Y no perdamos de vista, advierte José K., dedo acusador, a todos esos políticos de la derecha y periodistas de la caverna que se quejaban a gritos de que España se quedaba a la cola de la recuperación porque tardábamos en ponernos en marcha, basta ya de esta dictadura del estado de alarma. ¡Hale, hale, abran las puertas de nuestras cárceles! ¡Necesitamos airear los centros comerciales, los grandes almacenes, las ferias y los congresos! Tenemos, también, a los dueños de bares y restaurantes, con los calamares rebozados o los petisús a punto de echarse a perder.

Pero José K., encendido por aterrorizado, fija también la vista en la cosa pública. ¿Qué tal si nos quejamos de los responsables de los sistemas de sanidad que todavía, y ya han corrido meses, no tienen un plan B serio y consensuado para acabar con los rebrotes? No sé si el Gobierno socialista lo ha hecho, pero sería conveniente mirar cómo lo llevan los consejeros de Sanidad de las 17 autonomías, incluidos los nacionalistas, las gentes del PP y todos los independientes que gusten. ¿Tenemos ya organizado el sistema de sanidad primario? ¿Las UCI? ¿Contamos ya con los respiradores y otros adminículos que hemos sabido ayer que existían y que eran vitales para evitar que se nos muriera la madre o el primo?

Y salgamos de esta pequeñísima piel de toro para preguntarnos por las medidas que están tomando esos personajes, tan atrabiliarios como nefastos, que podemos resumir en Johnson, Trump o Bolsonaro, con un número de muertos e infectados propios de una película de zombis. Los suecos, tan listos, ya se han caído del guindo. Hasta los alemanes, crisol de perfecciones, han visto cómo sus mataderos son a la hora de la verdad una cloaca inmunda, más propia de un país del Cuarto Mundo que de la respetadísima República, alma y motor de la vieja y rica Europa.

Pero no. Preferimos subirnos al púlpito de la dignidad y lanzar grandes sermones a los currantes que se han ido el fin de semana a la playa, a los adolescentes que nada saben ni entienden y, lo que es más doloroso, echar pestes de los inmigrantes, marroquíes, bolivianos, rumanos o búlgaros, sobre los que cargamos todas nuestras miserias y a los que tiramos al cubo de la basura como cáscaras de pistacho cuando por un sueldo de miseria ya les hemos sacado hasta los higadillos. Claro que huyen.

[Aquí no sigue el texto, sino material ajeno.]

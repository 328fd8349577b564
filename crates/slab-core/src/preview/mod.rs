//! Preview resolution.
//!
//! A preview reduces the data seen by a stage to a per-dimension
//! `start:stop:step:chunk` selection. A `chunk` greater than one replaces
//! every selected index `i` by the window of `chunk` neighbours centred on
//! `i`, which is how neighbouring rows are handed out together.

pub mod expr;

use serde::{Deserialize, Serialize};
use tracing::debug;

use crate::error::{Result, SlabError};
use expr::Symbols;

/// Resolved preview for one dimension.
#[derive(Debug, Clone, Copy, PartialEq, Eq, Serialize, Deserialize)]
pub struct DimPreview {
    pub start: usize,
    pub stop: usize,
    pub step: usize,
    pub chunk: usize,
}

impl DimPreview {
    /// Selection covering a whole dimension.
    pub fn full(extent: usize) -> Self {
        Self {
            start: 0,
            stop: extent,
            step: 1,
            chunk: 1,
        }
    }

    /// Number of step positions before window replication.
    pub fn steps(&self) -> usize {
        if self.stop <= self.start {
            0
        } else {
            (self.stop - self.start + self.step - 1) / self.step
        }
    }

    /// Length of the dimension after previewing.
    pub fn effective_len(&self) -> usize {
        self.steps() * self.chunk
    }

    /// Signed index sequence: each step position followed by its window.
    fn signed_indices(&self) -> impl Iterator<Item = i64> + '_ {
        let half = (self.chunk / 2) as i64;
        (self.start..self.stop)
            .step_by(self.step)
            .flat_map(move |base| (0..self.chunk as i64).map(move |k| base as i64 + k - half))
    }

    /// Dataset indices selected by this dimension, in processing order.
    pub fn indices(&self) -> Vec<usize> {
        self.signed_indices().map(|i| i.max(0) as usize).collect()
    }

    fn validate(&self, dim: usize, extent: usize) -> Result<()> {
        if self.stop <= self.start {
            return Err(SlabError::preview(
                dim,
                format!("stop ({}) must be greater than start ({})", self.stop, self.start),
            ));
        }
        if self.step == 0 {
            return Err(SlabError::preview(dim, "step must be at least 1"));
        }
        if self.chunk == 0 {
            return Err(SlabError::preview(dim, "chunk must be at least 1"));
        }
        for index in self.signed_indices() {
            if index < 0 {
                return Err(SlabError::preview(
                    dim,
                    "cannot have a negative value in the slice list",
                ));
            }
            if index as usize >= extent {
                return Err(SlabError::preview(
                    dim,
                    format!("index {} is outside the dimension extent {}", index, extent),
                ));
            }
        }
        Ok(())
    }
}

/// Resolved preview for a whole dataset.
#[derive(Debug, Clone, PartialEq, Eq, Serialize, Deserialize)]
pub struct PreviewSpec {
    pub dims: Vec<DimPreview>,
}

impl PreviewSpec {
    /// The identity preview for a shape.
    pub fn identity(shape: &[usize]) -> Self {
        Self {
            dims: shape.iter().map(|&extent| DimPreview::full(extent)).collect(),
        }
    }

    /// Shape seen downstream of the preview.
    pub fn effective_shape(&self) -> Vec<usize> {
        self.dims.iter().map(DimPreview::effective_len).collect()
    }

    /// Whether the preview selects the full shape unchanged.
    pub fn is_identity(&self, shape: &[usize]) -> bool {
        *self == Self::identity(shape)
    }

    pub fn starts(&self) -> Vec<usize> {
        self.dims.iter().map(|d| d.start).collect()
    }

    pub fn stops(&self) -> Vec<usize> {
        self.dims.iter().map(|d| d.stop).collect()
    }

    pub fn steps(&self) -> Vec<usize> {
        self.dims.iter().map(|d| d.step).collect()
    }

    pub fn chunks(&self) -> Vec<usize> {
        self.dims.iter().map(|d| d.chunk).collect()
    }

    /// Render as `start:stop:step:chunk` strings.
    pub fn to_entries(&self) -> Vec<String> {
        self.dims
            .iter()
            .map(|d| format!("{}:{}:{}:{}", d.start, d.stop, d.step, d.chunk))
            .collect()
    }
}

/// Fill in the missing components of an entry.
///
/// `:` becomes `0:end:1:1` and a lone value `v` becomes the single index
/// `v:v+1:1:1`; otherwise missing trailing components default to 1.
fn expand_entry(entry: &str, dim: usize) -> Result<[String; 4]> {
    let entry = entry.trim();
    if entry == ":" {
        return Ok(["0".into(), "end".into(), "1".into(), "1".into()]);
    }

    let parts: Vec<&str> = entry.split(':').collect();
    let one = || "1".to_string();
    match parts.as_slice() {
        [value] => Ok([value.to_string(), format!("{}+1", value), one(), one()]),
        [start, stop] => Ok([start.to_string(), stop.to_string(), one(), one()]),
        [start, stop, step] => Ok([start.to_string(), stop.to_string(), step.to_string(), one()]),
        [start, stop, step, chunk] => Ok([
            start.to_string(),
            stop.to_string(),
            step.to_string(),
            chunk.to_string(),
        ]),
        _ => Err(SlabError::preview(
            dim,
            format!("'{}' has more than four components", entry),
        )),
    }
}

fn evaluate_component(src: &str, dim: usize, extent: usize) -> Result<usize> {
    let value = expr::evaluate(src, Symbols::for_extent(extent))
        .map_err(|e| SlabError::preview(dim, format!("'{}': {}", src, e)))?;
    let value = if value > -1 {
        value
    } else {
        extent as i64 + 1 + value
    };
    if value < 0 {
        return Err(SlabError::preview(
            dim,
            format!("'{}' resolves to a negative index", src),
        ));
    }
    Ok(value as usize)
}

/// Resolve a raw preview list against a shape.
///
/// An empty list selects everything. Otherwise there must be one entry per
/// dimension.
pub fn resolve<S: AsRef<str>>(raw: &[S], shape: &[usize]) -> Result<PreviewSpec> {
    if raw.is_empty() {
        return Ok(PreviewSpec::identity(shape));
    }
    if raw.len() != shape.len() {
        return Err(SlabError::preview(
            raw.len().min(shape.len()),
            format!(
                "preview has {} entries but the data has {} dimensions",
                raw.len(),
                shape.len()
            ),
        ));
    }

    let mut dims = Vec::with_capacity(shape.len());
    for (dim, (entry, &extent)) in raw.iter().zip(shape).enumerate() {
        let [start, stop, step, chunk] = expand_entry(entry.as_ref(), dim)?;
        let resolved = DimPreview {
            start: evaluate_component(&start, dim, extent)?,
            stop: evaluate_component(&stop, dim, extent)?,
            step: evaluate_component(&step, dim, extent)?,
            chunk: evaluate_component(&chunk, dim, extent)?,
        };
        resolved.validate(dim, extent)?;
        dims.push(resolved);
    }

    let spec = PreviewSpec { dims };
    debug!(
        entries = ?spec.to_entries(),
        shape = ?spec.effective_shape(),
        "Resolved preview"
    );
    Ok(spec)
}

#[cfg(test)]
mod tests {
    use super::*;

    #[test]
    fn test_full_entry() {
        let spec = resolve(&[":", ":"], &[10, 20]).unwrap();
        assert!(spec.is_identity(&[10, 20]));
        assert_eq!(spec.effective_shape(), vec![10, 20]);
    }

    #[test]
    fn test_empty_is_identity() {
        let raw: [&str; 0] = [];
        let spec = resolve(&raw, &[4, 5, 6]).unwrap();
        assert_eq!(spec.effective_shape(), vec![4, 5, 6]);
    }

    #[test]
    fn test_symbolic_entries() {
        let spec = resolve(&["0:end:4", "mid-2:mid+2:1:1"], &[100, 10]).unwrap();
        assert_eq!(spec.dims[0], DimPreview { start: 0, stop: 100, step: 4, chunk: 1 });
        assert_eq!(spec.dims[1], DimPreview { start: 2, stop: 6, step: 1, chunk: 1 });
        assert_eq!(spec.effective_shape(), vec![25, 4]);
    }

    #[test]
    fn test_single_value_shorthand() {
        let spec = resolve(&["5", ":"], &[10, 3]).unwrap();
        assert_eq!(spec.dims[0], DimPreview { start: 5, stop: 6, step: 1, chunk: 1 });
        assert_eq!(spec.effective_shape(), vec![1, 3]);

        let spec = resolve(&["mid", ":"], &[10, 3]).unwrap();
        assert_eq!(spec.dims[0].start, 4);
        assert_eq!(spec.dims[0].stop, 5);
    }

    #[test]
    fn test_negative_values_count_from_end() {
        let spec = resolve(&["0:-1"], &[10]).unwrap();
        assert_eq!(spec.dims[0].stop, 10);
        let spec = resolve(&["0:-3"], &[10]).unwrap();
        assert_eq!(spec.dims[0].stop, 8);
    }

    #[test]
    fn test_chunk_windows() {
        let spec = resolve(&["2:8:1:3"], &[10]).unwrap();
        assert_eq!(spec.effective_shape(), vec![18]);
        assert_eq!(
            spec.dims[0].indices(),
            vec![1, 2, 3, 2, 3, 4, 3, 4, 5, 4, 5, 6, 5, 6, 7, 6, 7, 8]
        );
    }

    #[test]
    fn test_errors() {
        assert!(matches!(
            resolve(&["5:5"], &[10]),
            Err(SlabError::Preview { dim: 0, .. })
        ));
        assert!(resolve(&["0:4:1:3"], &[10]).is_err());
        assert!(resolve(&["0:20"], &[10]).is_err());
        assert!(resolve(&["0:end:0"], &[10]).is_err());
        assert!(resolve(&[":", ":"], &[10]).is_err());
        assert!(resolve(&["1:2:3:4:5"], &[10]).is_err());
        assert!(resolve(&["0:rm"], &[10]).is_err());
    }
}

Todos lo haríamos, despavoridos, si además de toser, tener fiebre y trabajar como una mula, sin nadie que te haya controlado salud o temperatura, que hay que sacar como sea las fresas o los chuletones, vieras cómo te perseguía la justicia, vete a saber qué nueva vejación se les ha ocurrido ahora.

Bastante tienen esos hombres, mujeres y niños con sobrevivir a la miseria a la que les ha condenado este capitalismo salvaje del que unos cuantos disfrutan, como para preocuparse por las PCR, siglas misteriosas que nada significan para ellos. Los vemos malvivir y maldormir, tirados en bancos de piedra, o en el mismísimo suelo, después de machacarse durante horas en un trabajo que será de todo menos cómodo. ¿Ha ido por allí alguna inspección de trabajo? ¿Interesa su situación deplorable a algún partido, a algún alcalde? ¿Y queremos acusarles por infectarnos? Mejor vigílese de cerca al explotador que les chupa la sangre y, ya puestos, a quienes se lo consienten.

Así que José K., a la vista de lo visto, insiste en uno de sus mantras conocidos: exijamos lo máximo solo a quienes tienen lo máximo, de poder o de bienes. Y acabemos ya con este deplorable espectáculo al que hemos asistido estos últimos meses, en los que importantísimos científicos, virólogos de renombre, epidemiólogos de pro, economistas de Premio Nobel y políticos de toda laya, se reconocían abiertamente en las bobas ocurrencias del pazguato Forrest Gump: “Yo no sé mucho de casi nada”. Y sonreían.